A follower on my Facebook page recently sent me a message explaining that she was no longer a fan of me or my work. It seemed to her that my recent posts were only supporting people of colour in yoga and she was overtly upset about my public support for the #BlackLivesMatter movement.
She went on to post the statement #AllLivesMatter on my public Facebook page as way of retaliation. I found her offense to the support I was displaying, for my own life and culture, to be so strange and foreign to my own understanding of what it means to be in community.
On Racism, Mindfulness, and Yoga
I got emotional. Initially I was sad, but quickly it dissolved into anger. I encouraged the individual to stop following both my work and myself.
I no longer have the time or the energy to deal with individuals who fail to understand racism in North America and the importance of socially-conscious movements such as the #BlackLivesMatter and the #SayHerName movements.
More than this perpetuated ignorance in general, I am especially disappointed when these criticisms come from people who claim to practice mindfulness and yoga. I think what bothered me most about her criticism was her arrogance and ignorance about the world at large.
I am woman of colour who has faced discrimination, prejudice and outright racism most of my life. I am well aware of the fact that racism is sometimes so subtle that the people participating in it have no idea what they are doing, or how their words and actions impact our collective psyche.

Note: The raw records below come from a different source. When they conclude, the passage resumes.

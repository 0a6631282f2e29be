//! Error types for `dokumd`.
//!
//! Each stage of a run (scanning, conversion, emission, media relocation,
//! configuration) has its own error enum. They are aggregated into
//! [`DokumdError`], which also maps every failure to a process exit code.

use std::fmt;
use std::path::PathBuf;
use thiserror::Error;

// ============================================================================
// Exit Codes
// ============================================================================

/// Exit codes for `dokumd` CLI operations.
///
/// These codes follow Unix conventions.
pub struct ExitCode;

impl ExitCode {
    /// Successful execution
    pub const SUCCESS: i32 = 0;

    /// General error (including external engine failures)
    pub const ERROR: i32 = 1;

    /// Configuration error (unreadable settings file, invalid value)
    pub const CONFIG_ERROR: i32 = 2;

    /// I/O error (permission denied, disk full, unreadable page)
    pub const IO_ERROR: i32 = 3;

    /// A destination page already exists and `--force` was not given
    pub const ALREADY_EXISTS: i32 = 4;

    /// The page root or media root does not exist
    pub const MISSING_SOURCE_ROOT: i32 = 5;

    /// Usage error (invalid arguments, missing required options)
    pub const USAGE_ERROR: i32 = 64;
}

// ============================================================================
// Top-Level Error
// ============================================================================

/// Which source root a [`DokumdError::MissingSourceRoot`] refers to.
#[derive(Debug, Clone, Copy, PartialEq, Eq)]
pub enum SourceRoot {
    /// The DokuWiki `data/pages` directory.
    Pages,
    /// The DokuWiki `data/media` directory.
    Media,
}

impl fmt::Display for SourceRoot {
    fn fmt(&self, f: &mut fmt::Formatter<'_>) -> fmt::Result {
        match self {
            Self::Pages => f.write_str("page"),
            Self::Media => f.write_str("media"),
        }
    }
}

/// Top-level error type for `dokumd` operations.
#[derive(Debug, Error)]
pub enum DokumdError {
    /// A source root given on the command line does not exist
    #[error("{kind} root does not exist: {}", path.display())]
    MissingSourceRoot {
        /// Which root is missing
        kind: SourceRoot,
        /// The path that was given
        path: PathBuf,
    },

    /// A page file could not be read
    #[error("failed to read page {}: {source}", path.display())]
    ReadPage {
        /// The page file
        path: PathBuf,
        /// Underlying I/O error
        #[source]
        source: std::io::Error,
    },

    /// Settings loading or validation error
    #[error(transparent)]
    Config(#[from] ConfigError),

    /// Page enumeration error
    #[error(transparent)]
    Scan(#[from] ScanError),

    /// Conversion engine error
    #[error(transparent)]
    Engine(#[from] EngineError),

    /// Page emission error
    #[error(transparent)]
    Emit(#[from] EmitError),

    /// Media relocation error
    #[error(transparent)]
    Media(#[from] MediaError),

    /// I/O error
    #[error("I/O error: {0}")]
    Io(#[from] std::io::Error),

    /// JSON serialization error
    #[error("JSON error: {0}")]
    Json(#[from] serde_json::Error),
}

impl DokumdError {
    /// Returns the appropriate exit code for this error.
    #[must_use]
    pub const fn exit_code(&self) -> i32 {
        match self {
            Self::MissingSourceRoot { .. } => ExitCode::MISSING_SOURCE_ROOT,
            Self::Config(_) => ExitCode::CONFIG_ERROR,
            Self::Emit(EmitError::AlreadyExists { .. }) => ExitCode::ALREADY_EXISTS,
            Self::ReadPage { .. }
            | Self::Scan(_)
            | Self::Emit(_)
            | Self::Media(_)
            | Self::Io(_)
            | Self::Json(_) => ExitCode::IO_ERROR,
            Self::Engine(_) => ExitCode::ERROR,
        }
    }
}

// ============================================================================
// Identifier Errors
// ============================================================================

/// A page identifier could not be built because it would break the
/// segment invariants.
#[derive(Debug, Clone, PartialEq, Eq, Error)]
pub enum IdentifierError {
    /// No segments at all
    #[error("page identifier has no segments")]
    Empty,

    /// One of the segments is the empty string
    #[error("page identifier segment {index} is empty")]
    EmptySegment {
        /// Zero-based segment position
        index: usize,
    },

    /// A segment contains the `:` hierarchy delimiter
    #[error("page identifier segment '{segment}' contains the ':' delimiter")]
    DelimiterInSegment {
        /// The offending segment
        segment: String,
    },

    /// A path component is not valid UTF-8
    #[error("path component is not valid UTF-8: {0}")]
    NonUtf8(String),

    /// A path component is not a plain name (`..`, a root or a prefix)
    #[error("path component '{0}' cannot be part of a page identifier")]
    InvalidComponent(String),
}

// ============================================================================
// Scan Errors
// ============================================================================

/// Errors raised while enumerating source pages.
#[derive(Debug, Error)]
pub enum ScanError {
    /// Directory traversal failed
    #[error("failed to walk {}: {source}", root.display())]
    Walk {
        /// Root being walked
        root: PathBuf,
        /// Underlying walkdir error
        #[source]
        source: walkdir::Error,
    },
}

// ============================================================================
// Engine Errors
// ============================================================================

/// Conversion engine errors.
///
/// The built-in engine never fails; these are raised by external engines
/// and are propagated unchanged.
#[derive(Debug, Error)]
pub enum EngineError {
    /// The external engine command is empty or could not be split
    #[error("invalid engine command: {0}")]
    InvalidCommand(String),

    /// The external engine process could not be spawned or talked to
    #[error("engine process failed to start: {0}")]
    SpawnFailed(String),

    /// The external engine exited unsuccessfully
    #[error("engine exited with status {code:?} for page '{page}': {stderr}")]
    NonZeroExit {
        /// Page being converted
        page: String,
        /// Exit code, `None` if terminated by a signal
        code: Option<i32>,
        /// Captured standard error
        stderr: String,
    },

    /// The external engine produced output that is not UTF-8
    #[error("engine produced invalid output for page '{page}': {message}")]
    InvalidOutput {
        /// Page being converted
        page: String,
        /// Decoder message
        message: String,
    },
}

// ============================================================================
// Emit Errors
// ============================================================================

/// Page emission errors.
#[derive(Debug, Error)]
pub enum EmitError {
    /// Destination exists and overwriting is disabled
    #[error("destination already exists: {} (use --force to overwrite)", path.display())]
    AlreadyExists {
        /// Destination page path
        path: PathBuf,
    },

    /// Creating directories or writing the page failed
    #[error("failed to write {}: {source}", path.display())]
    Write {
        /// Destination page path
        path: PathBuf,
        /// Underlying I/O error
        #[source]
        source: std::io::Error,
    },
}

// ============================================================================
// Media Errors
// ============================================================================

/// Media relocation errors.
///
/// An already existing destination is never an error; the file is skipped.
#[derive(Debug, Error)]
pub enum MediaError {
    /// Directory traversal failed
    #[error("failed to walk media root {}: {source}", root.display())]
    Walk {
        /// Media root being walked
        root: PathBuf,
        /// Underlying walkdir error
        #[source]
        source: walkdir::Error,
    },

    /// Copying a single asset failed
    #[error("failed to copy {} to {}: {source}", from.display(), to.display())]
    Copy {
        /// Source asset
        from: PathBuf,
        /// Destination asset
        to: PathBuf,
        /// Underlying I/O error
        #[source]
        source: std::io::Error,
    },
}

// ============================================================================
// Configuration Errors
// ============================================================================

/// Settings file loading and validation errors.
#[derive(Debug, Error)]
pub enum ConfigError {
    /// Settings file not found
    #[error("settings file not found: {}", path.display())]
    MissingFile {
        /// Path to the missing file
        path: PathBuf,
    },

    /// Settings file could not be read
    #[error("failed to read settings file {}: {source}", path.display())]
    Read {
        /// Path to the settings file
        path: PathBuf,
        /// Underlying I/O error
        #[source]
        source: std::io::Error,
    },

    /// YAML parsing failed
    #[error("parse error in {}: {message}", path.display())]
    ParseError {
        /// Path to the settings file
        path: PathBuf,
        /// Line number where the error occurred (if available)
        line: Option<usize>,
        /// Error message from the parser
        message: String,
    },

    /// Field has an invalid value
    #[error("invalid value for '{field}': got '{value}', expected {expected}")]
    InvalidValue {
        /// Name of the field with invalid value
        field: String,
        /// The actual value provided
        value: String,
        /// Description of what was expected
        expected: String,
    },
}

// ============================================================================
// Result Type Alias
// ============================================================================

/// Result type alias for `dokumd` operations.
pub type Result<T> = std::result::Result<T, DokumdError>;

// ============================================================================
// Tests
// ============================================================================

We call this subtle racism, “microaggressions.”
Mindfulness and Recognizing Inequalities
If you are truly practicing yoga and are committed to a practice of mindfulness, than you simply cannot deny the inequalities existing in the world around you.
It is impossible not to see that we, as a people of colour, are fighting for our humanity.~Dianne Bondy
We just want the same rights to justice and opportunities that the dominant culture has enjoyment for centuries. If you are living a life of awareness, you must see what is happening in the world, and if you are truly practicing ahimsa, than you should feel impelled to stop the violence in our own backyards.
I asked the offended Facebook follower why she was so bothered by the #BlackLivesMatter, #BlackGirlsDoYoga and #BlackGirlsRockYoga movements. I wanted to understand how and why she felt these statements diminished her and her practice.
I wanted to make it clear that these movements didn’t mean that white people were excluded, but rather to bring to awareness the fact that the dominant culture already has everything.
I wanted to remind her what is lacking from our lives, such as: equal representation both on and off the mat, countless opportunities and a celebration of innovations both in history and present day, are not lacking for white people in the same was as they are for people of colour.
The world was made and meant for white Americans. As people of colour, we are simply asking to be seen and heard as well. My social statements and the statements of many other people of colour, will never take anything away from the dominate culture, and our public movements are not designed to threaten the dissolution of white culture.
Why can’t opportunities, representation and respect be shared? What might happen to dominate culture if sharing did become a priority? What if I told you it would mean freedom for us all?
What if I told you the world would be a better place if we actually succeeded in creating equality and equity of all people?~Dianne Bondy
For people of colour, and people who are deemed different, exotic or “less than,” these movements offer us a platform from which we can be heard, seen and hopefully, understood. In the face of the surmounting injustice of our “modern” times, we are aiming to change the power differential. This is called “lifting oppression.”
What does it mean to live a life of awareness?
Does it mean that you use your yoga practice to educate yourself and others, to see the world as it really is (discernment), and to reshape consciousness? Or do you use your yoga, or more specifically asana, to make yourself fit — to fit in with the latest fitness craze, to be ‘cool’ or as an avenue for fame and fortune?
If the second scenario describes your yoga practice, you won’t find what you are looking for in the long term, because honestly, this is not what yoga is all about.
So, I ask you again, why do you practice yoga? If you're practicing yoga and #BlackLivesMatter movements offend you, I would like to know why.
When people share their stories of struggle and redemption and you are somehow offended by their experiences, I encourage you to ask yourself why. After all, isn’t explore discomfort through compassionate self-study the quintessential component of our yoga practice?
It is time to share the stage. It is time for self-study.
It is time for us to put any last differences aside in order to work together for the betterment of all mankind. I encourage you to meditate on this final question: Why are you so afraid of the truth?
Could it be because the truth may reveal that you are not who you thought you were? If so, it is okay – you have the time and the power to change. But first, you have to want it.
You have to believe and you have to be fearless. Creating lasting change, lifting oppression and liberating all people from suffering, can only be accomplished if we work together. There is no 'us' or 'them'…there is only we.